The judges for the event were chosen with care and purpose. The objective was to demonstrate the amazing thinking and solutions that were developed within one day, and to have them understand and evangelize Alfredo’s vision for the company.

The Digital Company that Just Happens to Fly Planes

By the end of the day, the executives at WestJet needed little convincing. Louis Saint-Cyr, the Vice President of Guest Experience indicated that airlines with legacy behaviors limit what they can do for the customer. The hackathon revealed WestJet’s need to align with what will be an increasingly digital guest journey. He validated the industry’s current push and pull between innovation and regulation which has produced operating limitations. Despite this, Louis saw huge possibilities:

This hackathon revealed how we can innovate around these structural limitations. How do we digitally empower the front lines and augment soft skills WestJetters are known for with technology to tailor guest experiences?

…Think of the hurdles that go into a customer’s travel journey: the time to get to the airport, the waiting times for bags, the check-in – things that can add stress.

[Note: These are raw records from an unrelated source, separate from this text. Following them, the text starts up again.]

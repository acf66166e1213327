// Copyright 2026 the touchgl Authors
// SPDX-License-Identifier: Apache-2.0 OR MIT

//! Cross-thread redraw requests.

use std::sync::Arc;
use std::sync::atomic::{AtomicBool, Ordering};

/// A shareable "surface is dirty" flag.
///
/// The input thread sets it; the platform glue drains it and schedules a
/// draw (the `invalidate` counterpart). Requests coalesce: any number of
/// requests before a drain produce one redraw.
#[derive(Clone, Debug, Default)]
pub struct RedrawRequester {
    dirty: Arc<AtomicBool>,
}

impl RedrawRequester {
    /// Creates a clean flag.
    #[must_use]
    pub fn new() -> Self {
        Self::default()
    }

    /// Marks the surface dirty.
    pub fn request(&self) {
        self.dirty.store(true, Ordering::Release);
    }

    /// Returns `true` if a redraw is pending, without clearing it.
    #[must_use]
    pub fn is_requested(&self) -> bool {
        self.dirty.load(Ordering::Acquire)
    }

    /// Clears the flag. Returns `true` if a redraw was pending.
    pub fn take(&self) -> bool {
        self.dirty.swap(false, Ordering::AcqRel)
    }
}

By leveraging the emotional framework of social media and aligning it to the guest journey, we can address these hurdles in a direct way to transform air travel for guests.

…Overall, by amalgamating guest profiles with their expectations to what they’re experiencing on board, on the website, and in the airport we can make significant strides in the guest experience.

CEO of WestJet, Ed Sims closed the day and declared that in 24 months, WestJet will be a digital company that happens to fly planes. It sent a signal to the tech community and the leadership team that this hackathon wasn’t just a side project; this will literally be the future of the company.

WestJet’s first hackathon represents a cultural shift toward more innovative thinking at WestJet. We will move fast, learn fast and build fast. We now have an opportunity to do things differently and to innovate in the travel space like has never been done before. Our goal is to have products way ahead of guests’ expectations.” ~Ed Sims, WestJet President and CEO

Alfredo’s next steps?

The hackathon and the thinking it surfaced are all theatre and theory until you start to build. We have to build the capabilities that we saw were compelling plus other capabilities we will investigate in the future. Innovation is a cultural mindset more than anything else but it comes from building.

These brilliant ideas will lay the groundwork for developing those capabilities over the next five years. In addition, given the incredible demand to repeat more events after the hackathon WestJet is planning to host an annual event with different themes.

In a short period, the acceptance the hackathon generated, instilled an idea to embed the hack culture into the company as a way of addressing problems and empowering cross-functional groups to self-organize and invent solutions in a confined period of time.

We’ll find a way to make it pervasive in the organization so a flight crew member who wants to fix a process can gather a group of people to create a solution then present that for budget approval in a matter of days. It’s bringing the hackathon to smaller scale, smaller team sizes, with less fanfare. Hopefully, that will influence 13,000 people to start to think this way.

We are just getting started… In the end, I would have failed in my job if I was the only one responsible for the digital and innovation culture. It’s for all WestJetters to embrace it and the future.

For someone whose mantra is to be curious and continue learning, Alfredo C. Tan, in the first 90 days, has pushed the organization to think differently, learn new ways of doing things, and challenge the limits of their imagination.